The characteristic equation is the powerhouse for solving higher-order linear differential equations. It stems from the assumption that our solution to the differential equation is an exponential function \( y(x) = e^{rx} \). After substituting this guess into the differential equation, you derive an algebraic equation known as the characteristic equation.For the given problem, after substitution, the characteristic equation becomes:\[ r^4 - 3r^3 + 4r^2 - 2r = 0 \].This polynomial equation in \( r \) dictates the behavior of the complementary solution. Solving this, you find roots (values of \( r \)) that form the exponential terms of the complementary solution.

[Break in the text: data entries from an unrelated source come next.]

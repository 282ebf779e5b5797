use crate::device_display::gui_window::Gui;
use crate::prompt::interface::Prompt;
use std::error::Error;

pub struct PromptGui {
    gui: Gui,
}

impl PromptGui {
    pub fn new(gui: Gui) -> Self {
        Self { gui }
    }
}

impl Prompt for PromptGui {
    fn choose(
        &self,
        title: &str,
        options: &[String],
    ) -> Result<Option<usize>, Box<dyn Error + Send + Sync>> {
        self.gui.ask(title, options)
    }
}
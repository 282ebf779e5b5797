use crate::image_classifier::interface::Classification;

const MAX_DISPLAYED: usize = 2;

pub const NOTHING_RECOGNIZED: &str = "Nothing recognized.";

pub fn format_classifications(classifications: &[Classification]) -> String {
    if classifications.is_empty() {
        return NOTHING_RECOGNIZED.to_string();
    }

    let descriptions: Vec<String> = classifications
        .iter()
        .take(MAX_DISPLAYED)
        .map(|classification| {
            format!(
                "  ({:.2}) {}",
                classification.confidence, classification.label
            )
        })
        .collect();

    format!("Classification:\n{}", descriptions.join("\n"))
}
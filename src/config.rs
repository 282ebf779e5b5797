use crate::image_classifier::models::model_config::{ModelConfig, Normalization};
use chrono::Offset;
use std::path::PathBuf;

#[derive(Debug, Clone, PartialEq, Eq)]
pub enum CameraConfig {
    None,
    Fake,
    Command(Vec<String>),
}

#[derive(Debug, Clone, Copy, PartialEq, Eq)]
pub enum DisplayKind {
    Gui,
    Console,
}

#[derive(Debug, thiserror::Error, PartialEq)]
pub enum ConfigError {
    #[error("invalid value {value:?} for {key}: {reason}")]
    InvalidValue {
        key: &'static str,
        value: String,
        reason: &'static str,
    },
}

#[derive(Debug, Clone)]
pub struct Config {
    pub model: ModelConfig,
    pub photo_library_dir: PathBuf,
    pub camera: CameraConfig,
    pub display: DisplayKind,
    pub logger_timezone: chrono::FixedOffset,
}

impl Default for Config {
    fn default() -> Self {
        Self {
            model: ModelConfig::default(),
            photo_library_dir: PathBuf::from("photos"),
            camera: CameraConfig::None,
            display: DisplayKind::Gui,
            logger_timezone: utc(),
        }
    }
}

impl Config {
    pub fn from_env() -> Result<Self, ConfigError> {
        Self::from_lookup(|key| std::env::var(key).ok())
    }

    /// Builds a config from `lookup`, falling back to the defaults for unset keys.
    pub fn from_lookup(lookup: impl Fn(&str) -> Option<String>) -> Result<Self, ConfigError> {
        let mut config = Config::default();
        let lookup = |key: &str| lookup(key).filter(|value| !value.trim().is_empty());

        if let Some(path) = lookup("CAT_VS_DOG_MODEL") {
            config.model.onnx_model_path = PathBuf::from(path);
        }

        if let Some(path) = lookup("CAT_VS_DOG_LABELS") {
            config.model.labels_path = PathBuf::from(path);
        }

        if let Some(value) = lookup("CAT_VS_DOG_NORMALIZATION") {
            config.model.normalization = match value.trim().to_lowercase().as_str() {
                "imagenet" => Normalization::IMAGENET,
                "unit" => Normalization::UNIT,
                _ => {
                    return Err(ConfigError::InvalidValue {
                        key: "CAT_VS_DOG_NORMALIZATION",
                        value,
                        reason: "expected imagenet or unit",
                    })
                }
            };
        }

        if let Some(path) = lookup("CAT_VS_DOG_LIBRARY") {
            config.photo_library_dir = PathBuf::from(path);
        }

        if let Some(value) = lookup("CAT_VS_DOG_CAMERA") {
            config.camera = match value.trim() {
                "fake" => CameraConfig::Fake,
                command => {
                    CameraConfig::Command(command.split_whitespace().map(String::from).collect())
                }
            };
        }

        if let Some(value) = lookup("CAT_VS_DOG_DISPLAY") {
            config.display = match value.trim().to_lowercase().as_str() {
                "gui" => DisplayKind::Gui,
                "console" => DisplayKind::Console,
                _ => {
                    return Err(ConfigError::InvalidValue {
                        key: "CAT_VS_DOG_DISPLAY",
                        value,
                        reason: "expected gui or console",
                    })
                }
            };
        }

        if let Some(value) = lookup("CAT_VS_DOG_UTC_OFFSET_HOURS") {
            config.logger_timezone = value
                .trim()
                .parse::<i32>()
                .ok()
                .and_then(|hours| hours.checked_mul(3600))
                .and_then(chrono::FixedOffset::east_opt)
                .ok_or(ConfigError::InvalidValue {
                    key: "CAT_VS_DOG_UTC_OFFSET_HOURS",
                    value,
                    reason: "expected whole hours between -23 and 23",
                })?;
        }

        Ok(config)
    }
}

fn utc() -> chrono::FixedOffset {
    chrono::Utc.fix()
}
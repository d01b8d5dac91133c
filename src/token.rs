use std::ops::Range;

/// Half-open byte range `[start, end)` into the source text.
#[derive(Debug, Clone, Copy, PartialEq, Eq, PartialOrd, Ord, Hash)]
pub struct Span {
    pub start: usize,
    pub end: usize,
}

impl Span {
    /// Create a span, rejecting `start > end`.
    #[must_use]
    pub const fn new(start: usize, end: usize) -> Option<Self> {
        if start > end {
            None
        } else {
            Some(Self { start, end })
        }
    }

    #[must_use]
    pub const fn len(&self) -> usize {
        self.end - self.start
    }

    #[must_use]
    pub const fn is_empty(&self) -> bool {
        self.start == self.end
    }

    #[must_use]
    pub const fn range(&self) -> Range<usize> {
        self.start..self.end
    }

    /// Text covered by this span, or `None` if it is out of bounds
    /// or splits a character.
    #[must_use]
    pub fn slice<'a>(&self, text: &'a str) -> Option<&'a str> {
        text.get(self.range())
    }
}

/// Lexical categories a tokenizer classifies substrings into.
#[derive(Debug, Clone, Copy, PartialEq, Eq, Hash)]
pub enum TokenKind {
    /// Name bound by a variable assignment or `define`.
    GlobalVariableDecl,
    /// Name on the left of a rule's colon.
    TargetName,
    /// Name inside `$(...)` or `${...}`.
    VariableReference,
}

impl TokenKind {
    pub const ALL: [Self; 3] = [
        Self::GlobalVariableDecl,
        Self::TargetName,
        Self::VariableReference,
    ];
}

/// A classified span of the source text.
#[derive(Debug, Clone, Copy, PartialEq, Eq)]
pub struct Token {
    pub kind: TokenKind,
    pub span: Span,
}

/// Lexical classification service bound to one file's text.
///
/// The linter depends on this capability rather than on a concrete
/// lexer so a host with its own grammar engine can supply spans.
pub trait Tokenizer {
    /// All spans of the given category, in file order.
    fn find_spans(&self, kind: TokenKind) -> Vec<Span>;
}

These terms are then combined, each multiplied by a constant (such as \( C_1, C_2, \) etc.), forming the homogeneous part of the solution.The characteristic equation simplifies solving complex differential equations into manageable algebraic problems. This step is critical since without finding these roots, building the full solution remains incomplete.